## [WHAT THE TASK ASKS]
In the data below, count how many lines contain "Materiais" and give that number by itself.

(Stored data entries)
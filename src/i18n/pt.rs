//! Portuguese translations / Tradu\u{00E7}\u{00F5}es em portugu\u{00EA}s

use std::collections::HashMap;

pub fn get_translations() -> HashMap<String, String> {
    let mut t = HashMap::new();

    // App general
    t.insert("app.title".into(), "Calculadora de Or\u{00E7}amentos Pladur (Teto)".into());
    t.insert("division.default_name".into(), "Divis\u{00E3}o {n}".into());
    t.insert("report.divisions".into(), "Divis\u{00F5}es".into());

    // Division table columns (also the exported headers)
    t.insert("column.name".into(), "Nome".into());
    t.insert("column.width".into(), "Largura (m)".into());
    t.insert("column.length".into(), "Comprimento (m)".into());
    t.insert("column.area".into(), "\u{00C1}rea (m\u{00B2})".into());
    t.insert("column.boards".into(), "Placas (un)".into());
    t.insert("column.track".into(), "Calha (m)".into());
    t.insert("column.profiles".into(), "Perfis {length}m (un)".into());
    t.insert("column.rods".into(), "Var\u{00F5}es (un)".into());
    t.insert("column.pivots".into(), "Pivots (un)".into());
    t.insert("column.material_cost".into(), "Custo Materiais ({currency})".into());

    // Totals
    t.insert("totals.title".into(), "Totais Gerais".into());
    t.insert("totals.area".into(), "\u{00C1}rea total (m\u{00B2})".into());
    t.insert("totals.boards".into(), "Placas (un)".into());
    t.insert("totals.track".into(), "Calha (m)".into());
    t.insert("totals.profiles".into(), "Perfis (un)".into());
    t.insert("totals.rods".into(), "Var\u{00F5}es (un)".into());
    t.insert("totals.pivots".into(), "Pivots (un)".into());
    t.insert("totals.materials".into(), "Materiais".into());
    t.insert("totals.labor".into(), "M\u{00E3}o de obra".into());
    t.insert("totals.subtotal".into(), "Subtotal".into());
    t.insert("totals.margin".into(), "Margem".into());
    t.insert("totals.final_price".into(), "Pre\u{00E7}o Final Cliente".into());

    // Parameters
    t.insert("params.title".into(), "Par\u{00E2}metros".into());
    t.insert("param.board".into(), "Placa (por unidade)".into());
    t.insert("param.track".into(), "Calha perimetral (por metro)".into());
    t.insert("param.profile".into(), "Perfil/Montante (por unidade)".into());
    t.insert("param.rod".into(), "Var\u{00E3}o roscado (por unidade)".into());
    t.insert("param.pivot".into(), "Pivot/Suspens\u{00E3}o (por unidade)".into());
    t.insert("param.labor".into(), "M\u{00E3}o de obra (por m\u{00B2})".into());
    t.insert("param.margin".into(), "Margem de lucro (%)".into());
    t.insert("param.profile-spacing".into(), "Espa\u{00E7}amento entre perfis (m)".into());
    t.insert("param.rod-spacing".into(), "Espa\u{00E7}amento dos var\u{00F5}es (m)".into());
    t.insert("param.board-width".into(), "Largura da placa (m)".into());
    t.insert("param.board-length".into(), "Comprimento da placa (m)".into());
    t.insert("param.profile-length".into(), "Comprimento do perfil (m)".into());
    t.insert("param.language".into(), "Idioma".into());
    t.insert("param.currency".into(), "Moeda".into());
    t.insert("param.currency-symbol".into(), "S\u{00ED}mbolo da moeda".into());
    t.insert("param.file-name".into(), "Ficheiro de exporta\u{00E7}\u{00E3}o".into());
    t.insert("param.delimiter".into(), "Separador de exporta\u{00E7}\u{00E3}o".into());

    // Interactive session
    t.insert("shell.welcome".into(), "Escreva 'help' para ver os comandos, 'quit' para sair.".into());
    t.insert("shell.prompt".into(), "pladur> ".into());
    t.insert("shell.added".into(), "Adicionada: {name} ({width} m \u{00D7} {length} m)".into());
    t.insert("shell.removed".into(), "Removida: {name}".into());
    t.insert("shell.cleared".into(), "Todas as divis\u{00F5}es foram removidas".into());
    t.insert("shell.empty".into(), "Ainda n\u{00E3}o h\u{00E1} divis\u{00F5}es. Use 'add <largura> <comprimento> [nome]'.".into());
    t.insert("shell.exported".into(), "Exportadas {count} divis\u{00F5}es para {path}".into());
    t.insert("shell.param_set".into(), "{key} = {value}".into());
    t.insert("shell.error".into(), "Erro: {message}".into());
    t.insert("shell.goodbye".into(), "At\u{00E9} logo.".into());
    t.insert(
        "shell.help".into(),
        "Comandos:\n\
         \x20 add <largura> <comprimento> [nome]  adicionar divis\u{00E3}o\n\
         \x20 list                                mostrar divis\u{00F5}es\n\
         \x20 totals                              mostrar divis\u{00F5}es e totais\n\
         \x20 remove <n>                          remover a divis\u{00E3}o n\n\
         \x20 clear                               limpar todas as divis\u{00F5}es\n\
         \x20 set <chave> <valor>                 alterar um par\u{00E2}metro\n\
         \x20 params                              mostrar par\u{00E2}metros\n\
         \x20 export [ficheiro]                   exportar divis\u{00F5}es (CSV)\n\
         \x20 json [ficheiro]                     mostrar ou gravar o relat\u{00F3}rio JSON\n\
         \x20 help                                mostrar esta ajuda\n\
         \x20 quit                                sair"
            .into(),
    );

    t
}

## [RESULT]
2